For such a dreamlike flower, chrysanthemums can be a nightmare to grow. Despite its idyllic reputation among China’s literati, the actual work of cultivating and picking chrysanthemum is backbreaking: A single mu of chrysanthemum flowers (roughly 667 square meters) requires between four and five laborers to harvest, not to mention the complicated work involved in processing the flowers into tea.

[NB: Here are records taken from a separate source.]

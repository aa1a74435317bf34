//! Structured logging infrastructure
//!
//! Provides env_logger-based logging for binaries and tests. Derivation
//! helpers log metadata only; input and output octets never reach a log line.

use log::{debug, info, warn};
use std::sync::Once;

static INIT_LOGGER: Once = Once::new();

/// Logging setup and derivation logging helpers
pub struct LoggingTransformer;

impl LoggingTransformer {
    /// Initialize logging system (should be called once at application startup)
    ///
    /// Configure logging levels via `RUST_LOG` environment variable:
    /// - `RUST_LOG=debug` - Enable all debug logs, including per-block traces
    /// - `RUST_LOG=info` - Enable info and above
    /// - `RUST_LOG=isokdf_kdf=trace` - Module-specific levels
    pub fn init() {
        INIT_LOGGER.call_once(|| {
            env_logger::Builder::from_default_env()
                .format_timestamp_micros()
                .init();

            debug!("Structured logging initialized");
        });
    }

    /// Initialize logging with an explicit default filter
    ///
    /// `RUST_LOG` still wins when it is set.
    pub fn init_with_default(filter: &str) {
        INIT_LOGGER.call_once(|| {
            env_logger::Builder::from_env(env_logger::Env::default().default_filter_or(filter))
                .format_timestamp_micros()
                .init();
        });
    }

    /// Initialize logging for test environments
    ///
    /// Use this in test modules to avoid initialization conflicts
    pub fn init_test() {
        let _ = env_logger::Builder::from_default_env()
            .is_test(true)
            .try_init();
    }

    /// Log a completed derivation
    pub fn log_derivation(function: &str, hash: &str, length: usize, blocks: u64) {
        info!("Derivation complete: {function} (hash: {hash}, length: {length}, blocks: {blocks})");
    }

    /// Log a failed derivation without exposing the input
    pub fn log_derivation_failure(function: &str, hash: &str, error: &dyn std::error::Error) {
        warn!(
            "Derivation failed: {function} (hash: {hash}, error_type: {}, reason: {error})",
            std::any::type_name_of_val(error)
        );
    }

    /// Log the outcome of a known-answer vector check
    pub fn log_vector_check(name: &str, passed: bool) {
        if passed {
            info!("Test vector passed: {name}");
        } else {
            warn!("Test vector failed: {name}");
        }
    }
}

Perhaps that explains why traditional tea-growing areas along China’s developed coast began abandoning the the crop in the 1990s and 2000s. My hometown, Tongxiang, in the eastern province of Zhejiang, has been a center of hangbaiju, or “whited-colored chrysanthemum,” cultivation for nearly four centuries. Indeed, according to China’s official agricultural products registry, true hangbaiju is defined by its terroir: It can only be produced in a small part of Tongxiang.

But by the time my wife and I moved back in late 2011, most residents of Tongxiang’s 10 towns had gotten out of the tea growing business. The “sea of a hundred flowers” we’d learned about growing up had vanished, replaced by subdivisions, asphalt roads, and a handful of industrial farms.

Chrysanthemum tea from Yu Jiangang’s farm in Tongxiang, Zhejiang province. Courtesy of the author

Among consumers of chrysanthemum tea, these changes have gone largely unnoticed. White chrysanthemum tea remains readily available in stores and online, in part because tea producers have exploited loopholes in the product regulation system. Just as some merchants soak non-local crabs in Yangcheng Lake to package them as authentic hairy crabs, white chrysanthemum gets imported into Tongxiang, processed, and resold as Tongxiang tea.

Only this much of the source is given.